The radioactive iodine dose is based on the size of the thyroid nodule, the size of the thyroid gland, thyroid function tests, and the radioactive iodine uptake on a thyroid scan. Patients biochemically hyperthyroid who had older, symptomatic, or have heart disease are usually pretreated with a thionamide prior to radioiodine therapy. The thionamide, which is preferably methimazole, should be discontinued five days prior to receiving radioiodine. It can be restarted three to seven days after radioiodine and can be stopped when radioiodine therapy has shown to work which can take up to six months. At times, patients require subsequent radioiodine treatments to achieve a euthyroid state. Those that are pregnant, breastfeeding, or plan on being pregnant within the next six months should not receive radioiodine treatment. In most cases, the American Thyroid Association prefers radioactive iodine treatment as the first line of treatment for graves disease or toxic nodular disease.
- Branchial cleft cyst
- Carotid artery aneurysm
- Lymphatic malformation (cystic hygroma)

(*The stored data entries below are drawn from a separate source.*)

//! TTL reply cache keyed by request fingerprints.
//!
//! # Contract
//! - An entry is never returned once its TTL has elapsed (expiry is checked
//!   against the injected [`Clock`] on every read; stale entries are evicted).
//! - `put` is last-write-wins.
//! - Keys are [`Fingerprint`]s: SHA-256 over the credential-free canonical
//!   request. Raw request text never becomes a key.
//!
//! # Thread-safety
//! `TtlCache` is `Sync`. One instance can be shared (`Arc`) by every order in
//! a process. Each key is read and written under a single lock acquisition, so
//! a reader never observes a half-written entry. There is no cross-key
//! transaction.

use std::collections::HashMap;
use std::fmt;
use std::sync::{Arc, Mutex, RwLock, RwLockReadGuard, RwLockWriteGuard};
use std::time::{Duration, Instant};

use sha2::{Digest, Sha256};

use crate::response::OrderStatus;
use crate::shipping::ShippingOption;

// ---------------------------------------------------------------------------
// Fingerprint
// ---------------------------------------------------------------------------

/// Lowercase hex SHA-256 digest used as an opaque cache key.
#[derive(Debug, Clone, PartialEq, Eq, Hash, PartialOrd, Ord)]
pub struct Fingerprint(String);

impl Fingerprint {
    pub fn of(bytes: &[u8]) -> Self {
        let mut hasher = Sha256::new();
        hasher.update(bytes);
        Fingerprint(hex::encode(hasher.finalize()))
    }

    pub fn as_str(&self) -> &str {
        &self.0
    }

    /// First 12 hex chars; enough to correlate log lines.
    pub fn short(&self) -> &str {
        &self.0[..12]
    }
}

impl fmt::Display for Fingerprint {
    fn fmt(&self, f: &mut fmt::Formatter<'_>) -> fmt::Result {
        f.write_str(&self.0)
    }
}

// ---------------------------------------------------------------------------
// Clock
// ---------------------------------------------------------------------------

/// Monotonic time source for TTL checks.
pub trait Clock: Send + Sync {
    fn now(&self) -> Instant;
}

#[derive(Debug, Default, Clone, Copy)]
pub struct SystemClock;

impl Clock for SystemClock {
    fn now(&self) -> Instant {
        Instant::now()
    }
}

/// A clock that only moves when told to. Lets tests cross a TTL without sleeping.
#[derive(Debug)]
pub struct ManualClock {
    start: Instant,
    offset: Mutex<Duration>,
}

impl ManualClock {
    pub fn new() -> Self {
        Self {
            start: Instant::now(),
            offset: Mutex::new(Duration::ZERO),
        }
    }

    pub fn advance(&self, by: Duration) {
        let mut offset = self.offset.lock().unwrap_or_else(|e| e.into_inner());
        *offset += by;
    }
}

impl Default for ManualClock {
    fn default() -> Self {
        Self::new()
    }
}

impl Clock for ManualClock {
    fn now(&self) -> Instant {
        let offset = *self.offset.lock().unwrap_or_else(|e| e.into_inner());
        self.start + offset
    }
}

// ---------------------------------------------------------------------------
// TtlCache
// ---------------------------------------------------------------------------

struct Entry<V> {
    value: V,
    expires_at: Instant,
}

/// Keyed store with a per-entry time-to-live.
pub struct TtlCache<V> {
    entries: RwLock<HashMap<Fingerprint, Entry<V>>>,
    clock: Arc<dyn Clock>,
}

impl<V: Clone> TtlCache<V> {
    pub fn new() -> Self {
        Self::with_clock(Arc::new(SystemClock))
    }

    pub fn with_clock(clock: Arc<dyn Clock>) -> Self {
        Self {
            entries: RwLock::new(HashMap::new()),
            clock,
        }
    }

    // The map only holds plain values, so a poisoned lock is still consistent.
    fn read(&self) -> RwLockReadGuard<'_, HashMap<Fingerprint, Entry<V>>> {
        self.entries.read().unwrap_or_else(|e| e.into_inner())
    }

    fn write(&self) -> RwLockWriteGuard<'_, HashMap<Fingerprint, Entry<V>>> {
        self.entries.write().unwrap_or_else(|e| e.into_inner())
    }

    /// Returns a clone of the live value for `key`, if any.
    pub fn get(&self, key: &Fingerprint) -> Option<V> {
        let now = self.clock.now();
        {
            let map = self.read();
            match map.get(key) {
                None => return None,
                Some(e) if now < e.expires_at => return Some(e.value.clone()),
                Some(_) => {}
            }
        }

        // Expired under the read lock. Re-check under the write lock: another
        // writer may have refreshed the entry in between.
        let mut map = self.write();
        match map.get(key) {
            Some(e) if now < e.expires_at => Some(e.value.clone()),
            Some(_) => {
                map.remove(key);
                None
            }
            None => None,
        }
    }

    /// Stores `value` under `key` for `ttl`. A zero TTL stores nothing.
    pub fn put(&self, key: Fingerprint, value: V, ttl: Duration) {
        if ttl.is_zero() {
            self.remove(&key);
            return;
        }
        let Some(expires_at) = self.clock.now().checked_add(ttl) else {
            tracing::warn!(key = %key.short(), ?ttl, "cache ttl overflows the clock; entry not stored");
            return;
        };
        self.write().insert(key, Entry { value, expires_at });
    }

    pub fn remove(&self, key: &Fingerprint) {
        self.write().remove(key);
    }

    /// Drops every expired entry. Returns how many were removed.
    pub fn purge_expired(&self) -> usize {
        let now = self.clock.now();
        let mut map = self.write();
        let before = map.len();
        map.retain(|_, e| now < e.expires_at);
        before - map.len()
    }

    /// Number of live (unexpired) entries.
    pub fn len(&self) -> usize {
        let now = self.clock.now();
        self.read().values().filter(|e| now < e.expires_at).count()
    }

    pub fn is_empty(&self) -> bool {
        self.len() == 0
    }
}

impl<V: Clone> Default for TtlCache<V> {
    fn default() -> Self {
        Self::new()
    }
}

impl<V> fmt::Debug for TtlCache<V> {
    fn fmt(&self, f: &mut fmt::Formatter<'_>) -> fmt::Result {
        let n = self.entries.read().map(|m| m.len()).unwrap_or(0);
        f.debug_struct("TtlCache").field("entries", &n).finish()
    }
}

// ---------------------------------------------------------------------------
// Reply cache
// ---------------------------------------------------------------------------

/// What the order workflow caches: a parsed quote or a parsed status record.
#[derive(Debug, Clone, PartialEq)]
pub enum CachedReply {
    Quote(Vec<ShippingOption>),
    Status(OrderStatus),
}

pub type ReplyCache = TtlCache<CachedReply>;

/// TTL per operation kind.
#[derive(Debug, Clone, Copy, PartialEq, Eq)]
pub struct CacheTtls {
    pub shipping_quote: Duration,
    pub order_status: Duration,
}

impl Default for CacheTtls {
    fn default() -> Self {
        Self {
            shipping_quote: Duration::from_secs(1440 * 60),
            order_status: Duration::from_secs(30 * 60),
        }
    }
}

- Lymphadenopathy (common)
- Parathyroid adenoma
- Parathyroid cyst
- Pseudogoiter (common)
- Thyroglossal duct cyst
- Thyroid abscess
- Thyroid lymphoma
Simple goiter has good prognosis. If thyroid continues to enlarge it may compress the surrounding structures and may cause difficulty in breathing, difficulty in swallowing, and hoarseness. It is important to differentiate between benign and malignant causes of thyroid enlargement. If the goiter continues to enlarge, surgical treatment should be considered. If the goiter is a sign of another thyroid disease like Graves disease or Hashimoto thyroiditis, the prognosis depends on the underlying cause of thyroid enlargement.
Consequences of goiter with having hypothyroidism, hyperthyroidism, further goiter enlargement, retrosternal extension, nodule formation and thyroid cancer detection are mentioned above and can be regarded as goiter associated presentations or clinical entities and do not count as complications. Potential complications of simple goiter include:
- Compression of the trachea with tracheomalacia
- Iodo-Basedow phenomenon, which is the development of hyperthyroidism if exposed to iodine intake
- Intra-nodular hemorrhage or necrosis
Deterrence and Patient Education
A sufficient daily intake of iodine is needed to prevent goiter. The recommended daily intake (RDI) of iodine is 90 µg/day for children aged 2 to 5 years, 120 µg/day for children aged 6 to 9 years, and 150 µg/day for children from 10 years of age, adolescents, and adults. In pregnancy, the RDI is 250 µg/day and for lactating women, an extra 50 µg/day is recommended to provide sufficient iodine in breast milk.
Avoiding goitrogens and radiation exposure are other ways one could prevent goiter.
Enhancing Healthcare Team Outcomes
The patient with goiter can be managed by a family physician, internist, endocrinologist, ENT specialist, general or endocrine surgeon. If there is an indication for surgery, it should ideally be performed by experienced high-thyroid-volume surgeons.